During my state senatorial campaign last year I had the privilege of meeting some really great people from all around the political spectrum.
One of the most interesting is Wayne Richard who ran for the Texas House from Plano. While he did not get his party’s nomination he has parlayed his run into a successful radio show, Stand with Wayne, which is broadcast Saturday mornings at 10am on KVCE 1160 AM here in Dallas.
Earlier this week Wayne posted what he called an editorial on Fiat Currency. Wayne calls himself a conservative not a Libertarian, so it is interesting in that this is one issue where I part ways with most Libertarians and, in this case Wayne.
While I am all in favor of auditing the Fed, I do not think we need to a) end the Fed and b) go back to a gold standard.

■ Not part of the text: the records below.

fn join_ranges(text: &str, expressions: Vec<Expression>) -> Vec<Expression> {
    let mut joined: Vec<Expression> = Vec::with_capacity(expressions.len());
    for expression in expressions {
        if let Some(previous) = joined.last_mut() {
            let gap = &text[previous.range.end..expression.range.start];
            if previous.end.is_none() && JOIN_RANGE.is_match(gap) {
                previous.end = Some(expression.start);
                previous.range.end = expression.range.end;
                continue;
            }
        }
        joined.push(expression);
    }
    joined
}

fn capture<'t>(captures: &Captures<'t>, index: usize) -> Option<&'t str> {
    captures.get(index).map(|m| m.as_str())
}

fn number(captures: &Captures<'_>, index: usize) -> Option<u32> {
    capture(captures, index)?.parse().ok()
}

fn day_after_tomorrow(_: &Captures<'_>, clock: &Clock) -> Option<Moment> {
    clock.today().checked_add_days(Days::new(2)).map(Moment::date)
}

fn keyword(captures: &Captures<'_>, clock: &Clock) -> Option<Moment> {
    let today = clock.today();
    match capture(captures, 1)?.to_lowercase().as_str() {
        "today" => Some(Moment::date(today)),
        "tonight" => Some(Moment::at(today, NaiveTime::from_hms_opt(20, 0, 0)?)),
        "tomorrow" | "tmr" | "tmrw" => today.checked_add_days(Days::new(1)).map(Moment::date),
        "yesterday" => today.checked_sub_days(Days::new(1)).map(Moment::date),
        _ => None,
    }
}

fn parse_weekday(name: &str) -> Option<Weekday> {
    let weekday = match name.get(..3)? {
        "mon" => Weekday::Mon,
        "tue" => Weekday::Tue,
        "wed" => Weekday::Wed,
        "thu" => Weekday::Thu,
        "fri" => Weekday::Fri,
        "sat" => Weekday::Sat,
        "sun" => Weekday::Sun,
        _ => return None,
    };
    Some(weekday)
}

/// Plain and `this` mean the next occurrence on or after today; `next` means
/// one week after the next occurrence strictly after today.
fn weekday(captures: &Captures<'_>, clock: &Clock) -> Option<Moment> {
    let target = parse_weekday(&capture(captures, 2)?.to_lowercase())?;
    let today = clock.today();
    let ahead = (7 + target.num_days_from_monday() - today.weekday().num_days_from_monday()) % 7;

    let days = match capture(captures, 1).map(str::to_lowercase).as_deref() {
        Some("next") => {
            let strictly_after = if ahead == 0 { 7 } else { ahead };
            strictly_after + 7
        }
        _ => ahead,
    };
    today.checked_add_days(Days::new(u64::from(days))).map(Moment::date)
}

fn parse_month(name: &str) -> Option<u32> {
    let month = match name.get(..3)? {
        "jan" => 1,
        "feb" => 2,
        "mar" => 3,
        "apr" => 4,
        "may" => 5,
        "jun" => 6,
        "jul" => 7,
        "aug" => 8,
        "sep" => 9,
        "oct" => 10,
        "nov" => 11,
        "dec" => 12,
        _ => return None,
    };
    Some(month)
}

/// Builds a calendar date; without a year, a date already past rolls over to
/// next year.
fn calendar_date(year: Option<i32>, month: u32, day: u32, today: NaiveDate) -> Option<NaiveDate> {
    match year {
        Some(year) => NaiveDate::from_ymd_opt(year, month, day),
        None => {
            let this_year = NaiveDate::from_ymd_opt(today.year(), month, day);
            match this_year {
                Some(date) if date >= today => Some(date),
                _ => NaiveDate::from_ymd_opt(today.year() + 1, month, day),
            }
        }
    }
}
use ratatui::backend::TestBackend;
use ratatui::buffer::Buffer;
use ratatui::layout::Rect;
use ratatui::style::Color;
use ratatui::{Frame, Terminal};

/// Full-screen size used by the layout tests: wide enough for all three columns.
pub const TERM_W: u16 = 100;
pub const TERM_H: u16 = 12;

/// Draws one frame of `w` x `h` cells and returns its text, one line per row.
/// Trailing spaces and trailing blank rows are dropped; styles are ignored.
pub fn render_to_string(w: u16, h: u16, draw: impl FnOnce(&mut Frame, Rect)) -> String {
    buffer_text(&render_to_buffer(w, h, draw))
}

/// Draws one frame and keeps the styled cells, for colour checks.
pub fn render_to_buffer(w: u16, h: u16, draw: impl FnOnce(&mut Frame, Rect)) -> Buffer {
    let mut terminal = Terminal::new(TestBackend::new(w, h)).unwrap();
    terminal
        .draw(|frame| {
            let area = frame.area();
            draw(frame, area);
        })
        .unwrap();
    terminal.backend().buffer().clone()
}

/// Foreground colour of the first cell of `needle`, searching row by row.
pub fn fg_of(buffer: &Buffer, needle: &str) -> Option<Color> {
    let area = buffer.area;
    (area.top()..area.bottom()).find_map(|y| {
        let row: Vec<&str> = (area.left()..area.right())
            .filter_map(|x| buffer.cell((x, y)).map(|cell| cell.symbol()))
            .collect();
        let text = row.concat();
        let offset = text.find(needle)?;
        let x = text[..offset].chars().count() as u16 + area.left();
        buffer.cell((x, y)).map(|cell| cell.fg)
    })
}

fn buffer_text(buffer: &Buffer) -> String {
    let area = buffer.area;
    let mut rows: Vec<String> = (area.top()..area.bottom())
        .map(|y| {
            let row: String = (area.left()..area.right())
                .filter_map(|x| buffer.cell((x, y)).map(|cell| cell.symbol()))
                .collect();
            row.trim_end().to_string()
        })
        .collect();

    while rows.last().is_some_and(String::is_empty) {
        rows.pop();
    }
    rows.join("\n")
}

What we need is to reduce regulations that would allow more competition for the Fed, i.e., private money. Some of this can be based on gold, but not necessarily.

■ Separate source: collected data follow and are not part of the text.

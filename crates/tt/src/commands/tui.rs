//! Starts the interactive browser.

use ticktick_api_rs::client::TickTickClient;
use ticktick_cache_rs::TaskCache;
use tracing::info;

use super::{CommandContext, Result};
use crate::config::Config;
use crate::tui::{self, state::ViewState, App};

/// Builds the cache over a live client and runs the TUI until the user quits.
///
/// # Errors
///
/// Returns an error if the configuration is invalid or the terminal cannot be
/// set up. Sync failures inside the TUI are shown on the status row instead.
pub fn execute(ctx: &CommandContext, config: &Config, cookie: &str) -> Result<()> {
    let zone = config.zone()?;
    let client = TickTickClient::with_base_url(cookie, config.base_url())?;
    let cache = TaskCache::new(client, config.time_zone_name());

    let state = ViewState::new(config.ui.sort, config.ui.reverse);
    info!(zone = %zone, sort = %config.ui.sort, verbose = ctx.verbose, "starting tui");

    tui::run(App::new(cache, zone, state))?;
    Ok(())
}
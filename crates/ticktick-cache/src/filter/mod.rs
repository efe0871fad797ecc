//! Saved-filter evaluation.
//!
//! A saved filter carries a JSON rule tree produced by the server. This
//! module parses that tree and evaluates it locally against the snapshot, so
//! switching to a filter view never needs a round-trip.
//!
//! # Supported Conditions
//!
//! - `dueDate` - `not: ["nodue"]` keeps tasks with a due date; otherwise
//!   keeps tasks without one
//! - `listOrGroup` - drops tasks whose list appears in a nested
//!   `{"conditionName": "list", "or": [...]}` clause
//!
//! Any other condition name is accepted and treated as always satisfied.
//!
//! # Example
//!
//! ```
//! use ticktick_cache_rs::filter::FilterRule;
//!
//! let rule = FilterRule::parse(r#"{"and":[{"conditionName":"dueDate","not":["nodue"]}]}"#).unwrap();
//! assert_eq!(rule.and[0].condition_name, "dueDate");
//! assert!(rule.and[0].excludes_literal("nodue"));
//! ```

mod error;
mod evaluator;
mod rule;

pub use error::{FilterError, FilterResult};
pub use evaluator::{parse_rules, tasks_for_filter, ConditionHandler, FilterEvaluator, NO_DUE};
pub use rule::{Condition, FilterRule, NotEntry, OrClause};

#[cfg(test)]
mod tests;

The problem is that the gold standard (or any other metal based currency) is based on some false premises.
First, that the metal itself has intrinsic value. It does not. Many astronomists believe that most gold on the planet resulted from impacts of meteors, either as a delivery system or a result of the violent impact. Ask yourself this, if a giant all-gold meteor where to impact the Earth, would we suddenly become wealthier? No, those of us that might survive would not care about gold anymore. Gold has value because we mutually agree it has value, in other words for the same reason fiat money has value. Milton Friedman spoke eloquently about this in his series Free to Choose.
Second, metal monetary standards promote the idea of wealth being a zero-sum game because there is only so much gold we have discovered. This is wrong, but it is also dangerous. Wealth is a human construct. Wealth and money, for that matter, are spiritual goods. Note, not religious, but spiritual, they are based on a belief system. For more on this idea, I highly recommend Rabbi Daniel Lapin’s book – Thou Shall Prosper.
In all, I agree with Wayne’s distrust and diagnosis of the poorly run government run monetary policy, but I disagree with his implied prescription of returning the United States to the gold standard.